Однако же я с ним жить не стал. Страсть как мне было тяжело одному! Две недели с неумелых-то рук над работой покоптеть, а выручки, барышу то есть, — три рубля. С чего тут жить? Ну, кое-как перебивался, платьишко начал заводить, например, манишку, все такое, нельзя! Познакомился с чиновником… Кой-как! К братцу я в то время не ходил, или ежели случится, то очень редко, по той причине, что окроме уныния завели они другую Сибирь: гитару… Иной человек возьмется на гитаре-то, восхищение, душа радуется, но братец мой изо всего муку-мученскую делал. Постановит палец на струне у самого верху и начнет его спускать даже до самого низу. Воет струна-то, чистая смерть! По этому случаю я у него не бывал.
Начал было я в это время Алеху Зуева вспоминать, не позвать ли, мол? А он, не долго думая, и сам ко мне привалил…
Пьяный-распьяный.
«Ты! — заорал на меня, — подлекарь! подавай деньги!»
«Как-кие, — говорю, — деньги?»
«Ты разговоры-то не разговаривай, подавай… Какие! — передразнивает, — за станок! вон какие!»
Тут я, признаться сказать, в такое остервенение вошел, что, не помня себя, тотчас за горло его сцапал и грохнул на землю.
Вижу: малому смерть, но все же я еще ему коленкой в грудь нажал, и как же я его в это время полыскал!.. Ах, как я над ним все свои оскорбления выместил! Зажал ему горло и знаю, что ему теперича ни дохнуть, — между прочим, кричу на него: «говор-ри!»
«Пр-роша, — хрипит… — П-пус-с-сти!»
«Говор-ри! Анафема!..»
В то время я себя не помнил и истинно мучил его, как зверь… С час места я с ним хлопотал, наконец пустил… Отрезвел он… Помню, стоит этак-то в дверях, картузишком встряхивает…
«Сейчас драться, — говорит, — нет у тебя языка сказать-то?
Право! За го-орло!»
«Ладно, — говорю, — мне к суду с тобой идти не время!»
«Я почем знаю! „деньги“, „получил“… Я почем знаю?»
«Дьявол! кто ж у вас знать-то будет? Че-ерт!»
«Я почем знаю… За горло!.. Эко диво какое!»
«Проваливай!»
«Обрадовался!..»
Кой-как ушел он… И, между прочим, скажу, что о своем добре Зуев и не спросил, потому знал он, что искать его негде, ибо где его сыщешь?.. Вздохнул я маленько после таких забот, и, говорю вам по чистой совести, стало мне страсть как легко на душе, когда я его победил… Тут уж я совсем понял! Из-за того жить, чтобы выработать да пропить? На это я не согласен!..
Н-нет-с… Мне желательно жить по-людски… С этим я и решил, что в чернонародии — без разговору, ручная расправа, а в благородстве — всякое почтение…

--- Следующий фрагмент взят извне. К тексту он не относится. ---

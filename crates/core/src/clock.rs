//! Clock abstraction for testable time handling.

use parking_lot::Mutex;
use std::sync::Arc;
use std::time::{SystemTime, UNIX_EPOCH};

/// A clock that provides the current wall-clock time.
///
/// The reconciler and janitor only ever need epoch milliseconds (to compare
/// against logical timestamps and `plan.timeoutSeconds`), so unlike a general
/// purpose clock this does not expose a monotonic `Instant`.
pub trait Clock: Clone + Send + Sync + 'static {
    fn epoch_ms(&self) -> u64;
}

/// Real system clock.
#[derive(Clone, Default)]
pub struct SystemClock;

impl Clock for SystemClock {
    fn epoch_ms(&self) -> u64 {
        SystemTime::now().duration_since(UNIX_EPOCH).unwrap_or_default().as_millis() as u64
    }
}

/// Fake clock for testing with controllable time.
#[derive(Clone)]
pub struct FakeClock {
    epoch_ms: Arc<Mutex<u64>>,
}

impl FakeClock {
    pub fn new(start_epoch_ms: u64) -> Self {
        Self { epoch_ms: Arc::new(Mutex::new(start_epoch_ms)) }
    }

    /// Advance the clock by the given number of milliseconds.
    pub fn advance_ms(&self, ms: u64) {
        *self.epoch_ms.lock() += ms;
    }

    /// Advance the clock by the given number of seconds.
    pub fn advance_secs(&self, secs: u64) {
        self.advance_ms(secs * 1000);
    }

    pub fn set_epoch_ms(&self, ms: u64) {
        *self.epoch_ms.lock() = ms;
    }
}

impl Default for FakeClock {
    fn default() -> Self {
        Self::new(1_000_000)
    }
}

impl Clock for FakeClock {
    fn epoch_ms(&self) -> u64 {
        *self.epoch_ms.lock()
    }
}

#[cfg(test)]
#[path = "clock_tests.rs"]
mod tests;
//! `cc` — a minimal operator CLI over a [`cc_coordinator::Coordinator`].
//!
//! The coordinator has no persistence and no RPC surface of its own (both
//! out of scope), so there is nothing today for this binary to dial into a
//! *running* `ccd` process. Instead each invocation stands up its own
//! in-process coordinator wired with the same in-memory fakes the daemon
//! binary uses, seeds it with a handful of watched channels, runs the
//! requested operation, and prints the result. It exists to give operators
//! a way to exercise `submit` / `get` / `by-signal` / `is-full` without a
//! worker cluster, the way the reference CLI wraps its daemon's facade.

use anyhow::{bail, Result};
use cc_adapters::fake::{FakeChannelRegistry, FakeMetaStore, FakeTimestampOracle, FakeWorkerSessions};
use cc_adapters::FlushSink;
use cc_core::{ChannelName, CompactionPlan, CompactionType, FakeClock, NodeId, PlanId, SegmentBinlogs, SegmentId, SignalId, TaskState};
use cc_coordinator::{Coordinator, CoordinatorConfig};
use clap::{Parser, Subcommand};

type DemoCoordinator =
    Coordinator<FakeChannelRegistry, FakeWorkerSessions, FakeMetaStore, FakeTimestampOracle, FakeClock>;

#[derive(Parser)]
#[command(name = "cc", about = "Operate a compaction plan coordinator")]
struct Cli {
    #[command(subcommand)]
    command: Command,
}

#[derive(Subcommand)]
enum Command {
    /// Submit a compaction plan for a channel, segment IDs separated by commas.
    Submit {
        #[arg(long)]
        plan_id: i64,
        #[arg(long)]
        signal_id: i64,
        #[arg(long)]
        channel: String,
        #[arg(long, value_delimiter = ',')]
        segments: Vec<i64>,
        #[arg(long, default_value_t = 120)]
        timeout_secs: i64,
    },
    /// Look up a single plan by ID.
    Get {
        #[arg(long)]
        plan_id: i64,
    },
    /// List every plan raised by a given trigger signal.
    BySignal {
        #[arg(long)]
        signal_id: i64,
    },
    /// Report whether the coordinator is at its parallel-task cap.
    IsFull,
}

#[tokio::main]
async fn main() -> Result<()> {
    let cli = Cli::parse();
    let coordinator = demo_coordinator();

    match cli.command {
        Command::Submit { plan_id, signal_id, channel, segments, timeout_secs } => {
            if segments.is_empty() {
                bail!("--segments must name at least one segment id");
            }
            let plan = CompactionPlan::new(
                ChannelName::new(&channel),
                segments.into_iter().map(|id| SegmentBinlogs::new(SegmentId::new(id))).collect(),
                CompactionType::Merge,
                timeout_secs,
            );
            coordinator.submit(PlanId::new(plan_id), SignalId::new(signal_id), plan).await?;
            // submit() only installs the Pipelining task synchronously and hands
            // dispatch off to a detached task; give it a moment to run before we
            // print anything, since this process exits right after.
            for _ in 0..50 {
                if coordinator.get(PlanId::new(plan_id)).map(|t| t.state) != Some(TaskState::Pipelining) {
                    break;
                }
                tokio::task::yield_now().await;
            }
            print_task(&coordinator, PlanId::new(plan_id));
        }
        Command::Get { plan_id } => print_task(&coordinator, PlanId::new(plan_id)),
        Command::BySignal { signal_id } => {
            let tasks = coordinator.by_signal(SignalId::new(signal_id));
            println!("{}", serde_json::to_string_pretty(&tasks)?);
        }
        Command::IsFull => println!("{}", coordinator.is_full()),
    }

    Ok(())
}

#[allow(clippy::expect_used)]
fn print_task(coordinator: &DemoCoordinator, plan_id: PlanId) {
    match coordinator.get(plan_id) {
        Some(task) => println!("{}", serde_json::to_string_pretty(&task).expect("task is serializable")),
        None => println!("plan {plan_id} not found"),
    }
}

/// A small fixed cluster: two nodes each owning one channel, enough to
/// submit and dispatch a plan end to end without a real worker fleet.
fn demo_coordinator() -> std::sync::Arc<DemoCoordinator> {
    let registry = FakeChannelRegistry::new();
    registry.set_owner(ChannelName::new("ch-0"), NodeId::new(0));
    registry.set_owner(ChannelName::new("ch-1"), NodeId::new(1));

    let (flush, _flush_rx) = FlushSink::channel();
    Coordinator::new(
        CoordinatorConfig::default(),
        registry,
        FakeWorkerSessions::new(),
        FakeMetaStore::new(),
        FakeTimestampOracle::new(FakeClock::default()),
        FakeClock::default(),
        flush,
    )
}
use super::*;
use yare::parameterized;

#[test]
fn compose_then_physical_ms_roundtrips() {
    let ts = LogicalTimestamp::compose(1_700_000_000_000, 7);
    assert_eq!(ts.physical_ms(), 1_700_000_000_000);
}

#[test]
fn sentinel_decomposes_to_epoch() {
    assert_eq!(TS_TIMEOUT.physical_ms(), 0);
}

#[parameterized(
    sentinel_always_times_out = { TS_TIMEOUT, 5_000_000_000, 1, true },
    not_yet_elapsed = { LogicalTimestamp::compose(1_000_000, 0), 1_005_000, 10, false },
    exactly_at_boundary = { LogicalTimestamp::compose(1_000_000, 0), 1_010_000, 10, true },
    comfortably_elapsed = { LogicalTimestamp::compose(1_000_000, 0), 2_000_000, 10, true },
)]
fn timeout_predicate_boundaries(start: LogicalTimestamp, now_ms: u64, timeout_s: u32, expect: bool) {
    assert_eq!(is_timeout(now_ms, start, timeout_s), expect);
}
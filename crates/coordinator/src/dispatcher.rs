//! Dispatcher: the asynchronous phase of `submit`, run as a detached task
//! with no table lock held across any of its suspension points.

use cc_adapters::{ChannelRegistry, MetaStore, TimestampOracle, WorkerSessions};
use cc_core::{Clock, NodeId, PlanId, TaskState, TS_TIMEOUT};

use crate::Coordinator;

impl<R, S, M, Ts, C> Coordinator<R, S, M, Ts, C>
where
    R: ChannelRegistry,
    S: WorkerSessions,
    M: MetaStore,
    Ts: TimestampOracle,
    C: Clock,
{
    /// Acquire an admission slot, allocate a start
    /// timestamp, and start execution on the worker. Runs detached from
    /// `submit`; errors are only observable through task state.
    pub(crate) async fn dispatch(&self, plan_id: PlanId, worker_node_id: NodeId) {
        self.admission.acquire(worker_node_id, plan_id).await;

        let start_time = match self.timestamps.alloc_timestamp().await {
            Ok(ts) => ts,
            Err(err) => {
                tracing::warn!(
                    plan_id = %plan_id,
                    node_id = %worker_node_id,
                    error = %err,
                    "timestamp allocation failed, marking plan for immediate timeout"
                );
                TS_TIMEOUT
            }
        };

        if let Err(err) = self.table.set_start_time(plan_id, start_time) {
            tracing::warn!(plan_id = %plan_id, error = %err, "dispatch: plan vanished before start time could be recorded");
            return;
        }

        let plan = match self.table.get(plan_id) {
            Some(task) => task.plan,
            None => return,
        };

        if start_time != TS_TIMEOUT {
            if let Err(err) = self.sessions.compact(worker_node_id, plan_id, &plan).await {
                tracing::warn!(
                    plan_id = %plan_id,
                    node_id = %worker_node_id,
                    error = %err,
                    "compact rpc failed, reconciler will observe missing worker state"
                );
            }
        }

        // Transition to Executing regardless of RPC outcome:
        // a failed RPC call is caught by the reconciler observing that the
        // worker has no record of the plan.
        if let Err(err) = self
            .table
            .transition(plan_id, |t| Ok(t.with_state(TaskState::Executing)?))
        {
            tracing::warn!(plan_id = %plan_id, error = %err, "dispatch: could not transition to executing");
        }
    }
}
//! Lightweight in-process counters, purely observational. No external
//! metrics pipeline is wired (that's out of scope); this only backs the
//! facade's `stats()` snapshot.

use std::sync::atomic::{AtomicU64, Ordering};

#[derive(Debug, Default)]
pub struct Stats {
    submitted: AtomicU64,
    completed: AtomicU64,
    failed: AtomicU64,
    timed_out: AtomicU64,
}

/// Point-in-time snapshot of [`Stats`].
#[derive(Debug, Clone, Copy, PartialEq, Eq, Default)]
pub struct StatsSnapshot {
    pub submitted: u64,
    pub completed: u64,
    pub failed: u64,
    pub timed_out: u64,
}

impl Stats {
    pub fn new() -> Self {
        Self::default()
    }

    pub fn record_submitted(&self) {
        self.submitted.fetch_add(1, Ordering::Relaxed);
    }

    pub fn record_completed(&self) {
        self.completed.fetch_add(1, Ordering::Relaxed);
    }

    pub fn record_failed(&self) {
        self.failed.fetch_add(1, Ordering::Relaxed);
    }

    pub fn record_timed_out(&self) {
        self.timed_out.fetch_add(1, Ordering::Relaxed);
    }

    pub fn snapshot(&self) -> StatsSnapshot {
        StatsSnapshot {
            submitted: self.submitted.load(Ordering::Relaxed),
            completed: self.completed.load(Ordering::Relaxed),
            failed: self.failed.load(Ordering::Relaxed),
            timed_out: self.timed_out.load(Ordering::Relaxed),
        }
    }
}

#[cfg(test)]
mod tests {
    use super::*;

    #[test]
    fn snapshot_reflects_recorded_events() {
        let stats = Stats::new();
        stats.record_submitted();
        stats.record_submitted();
        stats.record_completed();
        let snap = stats.snapshot();
        assert_eq!(snap.submitted, 2);
        assert_eq!(snap.completed, 1);
        assert_eq!(snap.failed, 0);
    }
}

Еще немного подобных случаев, узаконявших силу кулака в глазах благородного человека, и физиономия Прохора Порфирыча приняла тот оттенок «себе на уме», который так часто проглядывает в умных, умеющих обделывать свои дела русских людях: деревенских дворниках, прасолах, которых простой, добродушный и оплетаемый народ потихоньку называет жидами, жидоморами и проч. По ходу дела Прохор Порфирыч тоже был жидомор, но жидомор чуть-чуть не благородный, вежливый, что, впрочем, с большею подробностью мы увидим впоследствии. Мысль о разживе не покидала его: то представлялось ему, что идет он по улице, вдруг лежат деньги, «отлично бы, хорошо», — сладко думал он. По ночам ему снились тоже деньги. Кто-то выкладывал перед ним вороха и сизых и серых бумажек и говорил: «получай!» Прохор Порфирыч в ужасе раскрывал глаза и узнавал свою холодную комнату…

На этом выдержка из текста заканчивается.